I have likened wanting to be a professional playwright in America to growing up in Kenya and pursuing a dream to be a professional hockey player. It’s true theater has nothing like the cultural reach of television, movies, video games, Twitter, Instagram…the list goes on for a depressingly long time. Still, there are some of us out there, devoted to the damn enterprise, typing, designing, directing, producing, acting, and promoting our hearts out because we recognize something of deep worth in the endeavor.

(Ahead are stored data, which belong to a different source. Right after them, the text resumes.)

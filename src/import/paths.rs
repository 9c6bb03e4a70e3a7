// Copyright (C) 2017 Hove and/or its affiliates.
//
// This program is free software: you can redistribute it and/or modify it
// under the terms of the GNU Affero General Public License as published by the
// Free Software Foundation, version 3.

// This program is distributed in the hope that it will be useful, but WITHOUT
// ANY WARRANTY; without even the implied warranty of MERCHANTABILITY or FITNESS
// FOR A PARTICULAR PURPOSE. See the GNU Affero General Public License for more
// details.

// You should have received a copy of the GNU Affero General Public License
// along with this program. If not, see <https://www.gnu.org/licenses/>

use super::{CollectionImporter, ImportSchema, RecordShape};
use crate::objects::Path;
use serde::{Deserialize, Serialize};

/// Fields of a path feature, `geography` being the feature geometry
#[derive(Debug, Default, Serialize, Deserialize)]
#[serde(default)]
#[allow(missing_docs)]
pub struct PathAttributes {
    pub line_id: Option<String>,
    pub name: Option<String>,
    pub direction: Option<String>,
    pub mode: Option<String>,
    pub geography: Option<geojson::Geometry>,
    pub nodes: Option<Vec<String>>,
    pub segments: Option<Vec<usize>>,
    pub routing_mode: Option<String>,
    pub routing_engine: Option<String>,
}

/// Paths are GeoJSON features with a line string geometry
pub struct PathSchema;

impl ImportSchema for PathSchema {
    type Attributes = PathAttributes;
    type Object = Path;
    const SHAPE: RecordShape = RecordShape::GeoFeature;

    fn new_object(id: String, attributes: PathAttributes) -> Path {
        Path {
            id,
            line_id: attributes.line_id.unwrap_or_default(),
            name: attributes.name,
            direction: attributes.direction,
            mode: attributes.mode,
            geography: attributes.geography,
            nodes: attributes.nodes.unwrap_or_default(),
            segments: attributes.segments.unwrap_or_default(),
            routing_mode: attributes.routing_mode,
            routing_engine: attributes.routing_engine,
        }
    }

    fn errors(path: &Path) -> Vec<String> {
        let mut errors = vec![];
        if path.line_id.is_empty() {
            errors.push("Line is required".to_string());
        }
        let is_line_string = matches!(
            path.geography.as_ref().map(|geometry| &geometry.value),
            Some(geojson::Value::LineString(_))
        );
        if !is_line_string {
            errors.push("Geography must be a line string".to_string());
        }
        errors
    }
}

/// Importer of paths
pub type PathsImporter<'a> = CollectionImporter<'a, PathSchema>;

Do I Contradict Myself? Very Well, I Contradict Myself. They’re Recalibrating My Meds, And So That’s Gonna Happen Sometimes

I’ve written before about my skepticism regarding overtly political theater. There are obvious exceptions, but generally these plays tend to do little but preach to the converted. However, as I look around at our country’s cultural moment, the word I think it that best describes it is: ruptured. It staggered me that Covid-19 became a source of political division, but it shouldn’t have. Science itself has been an openly partisan issue for well over a decade now.

We can and do have people who watch the same footage of the same acts of brutality, and come away with completely different versions of what they saw. I don’t think a neutral word like “divided” cuts it anymore. We need a word that captures the distance and violent nature of our disagreements. Hence, “ruptured.” Our communities have been systematically smashed into jagged demographic shards, and the sharp, blood-drawing edges are virtually everywhere, including families.

There’s Not Enough Duct Tape In The World

Here’s what I think, though: what theater does best, when it’s at its best, is show us our commonalities. It can tell the story of America’s founding with a multiracial cast playing White slave owners. It can show us that “attention must be paid” to everyone, not just the winners, but those left behind. It can show us the folly of depending on “the kindness of strangers,” while simultaneously reaching down our throats, grabbing our hearts and wishing it weren’t so. It can show us how a passed down piano can hold a family together or wrench it apart. It can not only tell us, but show us why “The Great Work” must begin.

I’ve been struggling for a less pompous way to write this paragraph, but as you’ll soon see, I came up empty. The Greeks told us theater was about Catharsis, but too often we (read:I) tend to think of that in terms of the individual. Really, the whole point of it is that it’s experienced communally. We see each other not only in the characters onstage, but in the strangers sitting next to us. We come into the theater strangers, but we leave, in some ways, forever a community.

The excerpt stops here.